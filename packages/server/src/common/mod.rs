// Common types shared across the application

pub mod entity_ids;
pub mod id;

pub use entity_ids::*;
pub use id::Id;
use anyhow::Result;
use chrono::{DateTime, Utc};
use serde::{Deserialize, Serialize};
use sqlx::PgPool;

use crate::common::JobSourceId;
use crate::domains::scraping::parsing::SourceConfig;

pub const DEFAULT_RATE_LIMIT: i32 = 60;

/// JobSource - a registered job-listing site the scraper fetches from
#[derive(Debug, Clone, Serialize, Deserialize, sqlx::FromRow)]
#[serde(rename_all = "camelCase")]
pub struct JobSource {
    pub id: JobSourceId,
    pub name: String,
    pub base_url: String,
    /// Requests per minute against this source
    pub rate_limit: i32,
    /// Serialized JSON, see `SourceConfig`
    pub config: Option<String>,
    pub created_at: DateTime<Utc>,
    pub updated_at: DateTime<Utc>,
}

/// Validated input for `JobSource::create`
#[derive(Debug, Clone, PartialEq)]
pub struct NewJobSource {
    pub name: String,
    pub base_url: String,
    pub rate_limit: i32,
    pub config: Option<String>,
}

/// Counts of records hanging off a source, serialized as `_count`
#[derive(Debug, Clone, Default, Serialize, Deserialize, sqlx::FromRow)]
#[serde(rename_all = "camelCase")]
pub struct SourceCounts {
    pub scraping_jobs: i64,
    pub scraping_sessions: i64,
    pub scrape_queue: i64,
}

#[derive(Debug, Clone, Serialize, Deserialize, sqlx::FromRow)]
pub struct JobSourceWithCounts {
    #[sqlx(flatten)]
    #[serde(flatten)]
    pub source: JobSource,
    #[sqlx(flatten)]
    #[serde(rename = "_count")]
    pub counts: SourceCounts,
}

impl JobSource {
    pub async fn find_by_id(id: JobSourceId, pool: &PgPool) -> Result<Option<Self>> {
        sqlx::query_as::<_, Self>("SELECT * FROM job_sources WHERE id = $1")
            .bind(id)
            .fetch_optional(pool)
            .await
            .map_err(Into::into)
    }

    pub async fn find_by_name(name: &str, pool: &PgPool) -> Result<Option<Self>> {
        sqlx::query_as::<_, Self>("SELECT * FROM job_sources WHERE name = $1")
            .bind(name)
            .fetch_optional(pool)
            .await
            .map_err(Into::into)
    }

    pub async fn find_by_names(names: &[String], pool: &PgPool) -> Result<Vec<Self>> {
        sqlx::query_as::<_, Self>(
            "SELECT * FROM job_sources WHERE name = ANY($1) ORDER BY name",
        )
        .bind(names)
        .fetch_all(pool)
        .await
        .map_err(Into::into)
    }

    pub async fn find_all(pool: &PgPool) -> Result<Vec<Self>> {
        sqlx::query_as::<_, Self>("SELECT * FROM job_sources ORDER BY name")
            .fetch_all(pool)
            .await
            .map_err(Into::into)
    }

    pub async fn find_all_with_counts(pool: &PgPool) -> Result<Vec<JobSourceWithCounts>> {
        sqlx::query_as::<_, JobSourceWithCounts>(
            r#"
            SELECT s.*,
                   (SELECT COUNT(*) FROM scraping_jobs j WHERE j.source_id = s.id) AS scraping_jobs,
                   (SELECT COUNT(*) FROM scraping_sessions ss WHERE ss.source_id = s.id) AS scraping_sessions,
                   (SELECT COUNT(*) FROM scrape_queue q WHERE q.source_id = s.id) AS scrape_queue
            FROM job_sources s
            ORDER BY s.name
            "#,
        )
        .fetch_all(pool)
        .await
        .map_err(Into::into)
    }

    /// Insert a source. Returns `None` when the name is already taken.
    pub async fn create(input: &NewJobSource, pool: &PgPool) -> Result<Option<Self>> {
        sqlx::query_as::<_, Self>(
            r#"
            INSERT INTO job_sources (id, name, base_url, rate_limit, config)
            VALUES ($1, $2, $3, $4, $5)
            ON CONFLICT (name) DO NOTHING
            RETURNING *
            "#,
        )
        .bind(JobSourceId::new())
        .bind(&input.name)
        .bind(&input.base_url)
        .bind(input.rate_limit)
        .bind(&input.config)
        .fetch_optional(pool)
        .await
        .map_err(Into::into)
    }

    pub async fn count(pool: &PgPool) -> Result<i64> {
        sqlx::query_scalar::<_, i64>("SELECT COUNT(*) FROM job_sources")
            .fetch_one(pool)
            .await
            .map_err(Into::into)
    }

    /// Selector configuration, falling back to defaults when none is stored.
    pub fn parsed_config(&self) -> Result<SourceConfig> {
        SourceConfig::from_stored(self.config.as_deref())
    }
}
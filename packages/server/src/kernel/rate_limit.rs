//! Per-source request rate limiting.
//!
//! One governor limiter per job source, shared by every scrape in the
//! process: queue drains, scheduled passes and triggered runs all wait on
//! the same limiter before fetching from a source.

use governor::{DefaultDirectRateLimiter, Quota, RateLimiter};
use std::collections::HashMap;
use std::sync::{Arc, Mutex};
use std::time::Duration;

use crate::common::JobSourceId;

#[derive(Default)]
pub struct SourceRateLimiter {
    limiters: Mutex<HashMap<JobSourceId, (i32, Arc<DefaultDirectRateLimiter>)>>,
}

impl SourceRateLimiter {
    pub fn new() -> Self {
        Self::default()
    }

    /// Wait until `source_id` may be requested again at `rate_limit`
    /// requests per minute.
    pub async fn until_ready(&self, source_id: JobSourceId, rate_limit: i32) {
        self.limiter(source_id, rate_limit).until_ready().await;
    }

    fn limiter(&self, source_id: JobSourceId, rate_limit: i32) -> Arc<DefaultDirectRateLimiter> {
        let mut limiters = self.limiters.lock().unwrap_or_else(|e| e.into_inner());

        match limiters.get(&source_id) {
            Some((rate, limiter)) if *rate == rate_limit => limiter.clone(),
            // New source, or its rate limit was changed
            _ => {
                let limiter = Arc::new(RateLimiter::direct(quota(rate_limit)));
                limiters.insert(source_id, (rate_limit, limiter.clone()));
                limiter
            }
        }
    }
}

/// Spacing between requests for a per-minute rate limit.
pub fn request_interval(rate_limit: i32) -> Duration {
    Duration::from_millis(60_000 / rate_limit.max(1) as u64)
}

/// One request per `request_interval`, no bursts.
fn quota(rate_limit: i32) -> Quota {
    Quota::with_period(request_interval(rate_limit).max(Duration::from_millis(1)))
        .unwrap_or_else(|| Quota::per_second(std::num::NonZeroU32::MIN))
}
// HTTP routes
pub mod health;
pub mod scraping;

pub use health::*;
pub use scraping::*;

◆ Problem ◆
Across the material above, how many lines have the word "Result" in them? Answer with a bare number.

◆ Exercise solution ◆
9